やがてカインの方もオークを転倒させると、そのままメイスで叩き殺してしまった。
彼もだいぶ強くなったものだ。
オークの皮と肉を剥ぎ取るともう荷物がいっぱいになったので、今回の探索は終了になった。
リュートのケガもあるので、今日は早めに帰って休息だ。
3刻近く掛けて迷宮を抜け、地上で素材を売却して帰宅した。
「リュート、ケガは大丈夫か?」
「はい、もうほとんど治ってますから」
「そうか、でもあまり無理はするなよ。リューナはどうだ、疲れてないか?」
「ちょっと疲れたけど、大丈夫なの。もっと魔法上手くなって、役に立つのっ!」
「ああ、頼むぞ。今夜は俺と一緒に寝ような」
すると、リューナが凄く喜んでいた。
まるで妹ができたみたいだが、実際は俺より年上だと思うと少し複雑である。
ま、予想以上の戦力になってくれてるから、今後も上手くやっていきたいものだ。
翌朝、ギルドへ訓練をしに行ったら、アリスさんに呼び止められた。
「ちょっとデイル君、ご無沙汰じゃない。どこ行ってたの?」
「アリスさん、こんにちは。ちょっと港湾都市セイスに行ってたんですよ」
「あら、何しに?」
「奴隷市があったんで、仲間を探しにです。ちゃんと見つけてきましたよ」
そう言って、リュートとリューナを紹介する。
「キャー、かわいい。私はアリス、よろしくね……でもデイル君、こんな子供たち買ってどうするの?」
「ただの幼児に見えますけど、これでも18歳なんですよ。竜人族なんで能力も高いから、一緒に迷宮へ潜ります」
「えーっ、本気? いくら何でもそれはひどいんじゃない?」
「いえ、大丈夫ですって。もう2層の深部まで行きましたし」
本当のことを言ったら、ドン引きされた。
リュートたちは見た目以上に強いと言っても、なかなか分かってもらえない。
まあ当然か。
その後、訓練場でアーロックさんを見つけてリュートの稽古をお願いした。
「こんにちは、アーロックさん。今日はこの子を見てもらえませんか?」
「おう、デイルか。って何だ、このちびっ子は?」
「幼児みたいですけど18歳です。竜人なんで、けっこう力もありますよ」
「そ、そうか……お前さんのとこは、変わったのが多いな。まあいい、坊主、こっち来い」
やっぱ変に見えるんだろうなあ、うちのパーティ。
お子ちゃまパーティとか、託児所とか言われなきゃいいんだが。
その後、俺はリューナに短剣の使い方を教えていた。
他のメンバーも、てんでに型の練習や組手をしている。
俺は弓の練習も交え、昼まで汗を流した。
昼食後はいつもの原っぱに行って、魔法を含めた訓練だ。
久しぶりに訓練漬けで、良い汗をかいた。
リュートのケガを考慮してもう1日を訓練に費やした後、また迷宮に潜った。
一気に2層深部へ進み、探索を始める。
オークに遭遇すると、前衛メンバーが1対1で戦う訓練を繰り返した。
まだ少しぎこちなさの残るリュートも、キョロをサポートに付けると安定してきた。
2日間で3回のオーク戦をこなし、地図も9割以上が埋まった。
すでに守護者部屋も見つけてあるので、あと1回で地図を完成させる予定だ。
地上に戻って訓練日を一日挟んでから、守護者戦前で最後の探索に出た。
おそらく地図の残りは全体の1割も無いはずで、その区画は誰も立ち入っていない領域だ。

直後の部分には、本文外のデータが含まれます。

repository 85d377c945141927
mod client;
mod ops;

pub use client::PostgresClient;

いつも以上に注意して探索していると、多数のオークを探知した。
シルヴァの感覚によれば、5匹もいるらしい。
いつになく数が多いが、守護者戦の良い練習になると考えた。
俺たちは対守護者戦のフォーメーションを組み、部屋に突入する。
守護者を想定して訓練を積んだ俺たちにとって、すでにオーク5匹など大した敵ではなかった。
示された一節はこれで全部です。